#### Assignment:
Among the entries, find the lines with the string "names" and copy them.

#### Extracted entries:
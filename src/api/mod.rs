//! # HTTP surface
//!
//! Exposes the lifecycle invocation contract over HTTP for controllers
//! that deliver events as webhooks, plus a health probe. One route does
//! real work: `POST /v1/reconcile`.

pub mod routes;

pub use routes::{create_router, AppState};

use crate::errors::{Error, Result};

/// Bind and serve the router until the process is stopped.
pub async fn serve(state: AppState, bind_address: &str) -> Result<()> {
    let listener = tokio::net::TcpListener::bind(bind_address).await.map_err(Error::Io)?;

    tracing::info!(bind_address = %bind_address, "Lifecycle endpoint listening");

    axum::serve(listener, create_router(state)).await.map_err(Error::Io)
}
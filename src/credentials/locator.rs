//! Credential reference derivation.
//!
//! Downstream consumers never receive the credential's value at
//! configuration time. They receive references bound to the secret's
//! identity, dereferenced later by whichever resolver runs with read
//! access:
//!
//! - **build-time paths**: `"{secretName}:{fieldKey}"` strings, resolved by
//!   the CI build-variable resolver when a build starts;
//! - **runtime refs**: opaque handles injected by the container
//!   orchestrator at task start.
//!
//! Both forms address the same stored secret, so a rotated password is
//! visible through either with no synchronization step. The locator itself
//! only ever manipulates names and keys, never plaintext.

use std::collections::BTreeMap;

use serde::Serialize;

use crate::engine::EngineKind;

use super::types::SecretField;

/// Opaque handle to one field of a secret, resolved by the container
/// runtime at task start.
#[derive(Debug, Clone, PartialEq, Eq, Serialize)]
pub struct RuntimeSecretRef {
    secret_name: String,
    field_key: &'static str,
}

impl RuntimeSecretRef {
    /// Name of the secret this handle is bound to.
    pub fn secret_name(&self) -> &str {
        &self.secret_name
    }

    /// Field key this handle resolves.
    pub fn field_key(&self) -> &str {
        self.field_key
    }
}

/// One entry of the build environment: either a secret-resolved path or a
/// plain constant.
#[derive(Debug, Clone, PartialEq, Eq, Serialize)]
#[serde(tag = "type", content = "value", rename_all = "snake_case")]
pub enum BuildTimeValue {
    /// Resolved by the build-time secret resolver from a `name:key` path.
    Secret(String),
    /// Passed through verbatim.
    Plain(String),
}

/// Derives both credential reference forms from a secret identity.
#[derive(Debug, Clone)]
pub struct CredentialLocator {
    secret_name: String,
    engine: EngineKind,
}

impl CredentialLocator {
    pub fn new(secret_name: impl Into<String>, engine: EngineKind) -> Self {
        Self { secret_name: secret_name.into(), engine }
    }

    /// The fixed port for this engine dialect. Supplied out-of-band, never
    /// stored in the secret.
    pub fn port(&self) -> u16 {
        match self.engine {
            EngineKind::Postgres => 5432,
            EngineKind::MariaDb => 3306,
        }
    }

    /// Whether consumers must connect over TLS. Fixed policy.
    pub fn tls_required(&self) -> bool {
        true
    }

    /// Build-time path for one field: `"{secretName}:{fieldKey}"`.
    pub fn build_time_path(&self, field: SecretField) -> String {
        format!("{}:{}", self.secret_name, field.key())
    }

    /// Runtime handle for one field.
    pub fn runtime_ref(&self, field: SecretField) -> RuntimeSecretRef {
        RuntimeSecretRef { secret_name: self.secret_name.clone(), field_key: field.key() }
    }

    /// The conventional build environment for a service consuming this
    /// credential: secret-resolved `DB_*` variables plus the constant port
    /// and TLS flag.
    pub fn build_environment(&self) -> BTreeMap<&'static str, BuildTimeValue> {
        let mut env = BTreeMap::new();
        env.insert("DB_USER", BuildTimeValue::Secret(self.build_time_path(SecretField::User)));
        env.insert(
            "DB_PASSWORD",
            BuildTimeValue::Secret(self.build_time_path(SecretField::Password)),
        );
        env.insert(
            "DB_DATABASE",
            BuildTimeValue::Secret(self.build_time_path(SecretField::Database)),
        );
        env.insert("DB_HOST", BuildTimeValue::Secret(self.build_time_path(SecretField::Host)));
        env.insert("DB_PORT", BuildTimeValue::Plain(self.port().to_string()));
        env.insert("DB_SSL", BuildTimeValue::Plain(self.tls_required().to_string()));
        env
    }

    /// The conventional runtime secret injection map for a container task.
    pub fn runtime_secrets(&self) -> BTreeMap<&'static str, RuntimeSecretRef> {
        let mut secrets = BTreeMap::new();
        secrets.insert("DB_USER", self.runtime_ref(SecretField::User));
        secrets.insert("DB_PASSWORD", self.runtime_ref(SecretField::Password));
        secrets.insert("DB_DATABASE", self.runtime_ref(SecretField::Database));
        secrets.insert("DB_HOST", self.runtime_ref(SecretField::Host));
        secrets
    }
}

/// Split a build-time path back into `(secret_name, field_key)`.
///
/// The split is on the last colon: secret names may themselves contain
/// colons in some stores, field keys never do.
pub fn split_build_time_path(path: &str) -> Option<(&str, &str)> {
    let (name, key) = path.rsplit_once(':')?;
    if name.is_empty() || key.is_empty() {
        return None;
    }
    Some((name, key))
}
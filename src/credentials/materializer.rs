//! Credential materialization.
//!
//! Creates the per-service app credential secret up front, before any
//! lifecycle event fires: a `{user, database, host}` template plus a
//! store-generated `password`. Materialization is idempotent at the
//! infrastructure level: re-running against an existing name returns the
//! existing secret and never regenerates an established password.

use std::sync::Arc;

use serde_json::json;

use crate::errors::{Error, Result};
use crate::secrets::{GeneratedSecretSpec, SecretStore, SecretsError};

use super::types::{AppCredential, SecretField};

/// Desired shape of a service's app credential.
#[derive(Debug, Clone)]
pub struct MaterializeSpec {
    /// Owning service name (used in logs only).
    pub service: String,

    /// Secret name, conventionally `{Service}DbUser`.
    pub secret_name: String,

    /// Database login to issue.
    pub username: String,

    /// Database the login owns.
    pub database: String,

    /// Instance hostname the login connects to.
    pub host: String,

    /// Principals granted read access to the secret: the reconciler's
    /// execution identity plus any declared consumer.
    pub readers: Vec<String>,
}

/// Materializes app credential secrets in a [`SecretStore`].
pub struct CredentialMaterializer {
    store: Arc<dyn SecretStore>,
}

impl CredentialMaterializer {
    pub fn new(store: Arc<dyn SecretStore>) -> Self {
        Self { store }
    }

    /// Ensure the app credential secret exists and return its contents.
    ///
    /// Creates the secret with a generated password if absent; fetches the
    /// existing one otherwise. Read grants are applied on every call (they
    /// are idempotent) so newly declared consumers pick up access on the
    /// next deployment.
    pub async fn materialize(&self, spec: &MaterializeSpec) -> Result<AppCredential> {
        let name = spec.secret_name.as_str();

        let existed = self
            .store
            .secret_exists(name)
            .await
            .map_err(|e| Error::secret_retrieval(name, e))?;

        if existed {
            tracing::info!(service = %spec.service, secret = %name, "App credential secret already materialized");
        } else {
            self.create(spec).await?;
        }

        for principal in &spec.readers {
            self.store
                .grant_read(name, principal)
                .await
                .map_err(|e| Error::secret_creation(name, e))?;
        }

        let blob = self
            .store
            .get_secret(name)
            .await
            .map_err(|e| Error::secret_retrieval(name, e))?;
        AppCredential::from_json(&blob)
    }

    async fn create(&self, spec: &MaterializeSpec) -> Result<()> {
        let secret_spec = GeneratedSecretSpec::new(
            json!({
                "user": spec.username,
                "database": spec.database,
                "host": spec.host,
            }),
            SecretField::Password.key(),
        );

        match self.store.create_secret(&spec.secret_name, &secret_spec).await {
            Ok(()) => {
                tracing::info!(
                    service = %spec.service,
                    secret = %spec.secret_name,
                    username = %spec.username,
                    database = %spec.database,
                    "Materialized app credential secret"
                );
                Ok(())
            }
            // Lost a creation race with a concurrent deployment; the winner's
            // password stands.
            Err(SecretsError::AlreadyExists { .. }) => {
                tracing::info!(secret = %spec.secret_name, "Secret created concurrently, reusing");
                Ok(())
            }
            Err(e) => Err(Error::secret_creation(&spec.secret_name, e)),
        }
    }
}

#### Result of this task:
//! only ever manipulates names and keys, never plaintext.
/// The split is on the last colon: secret names may themselves contain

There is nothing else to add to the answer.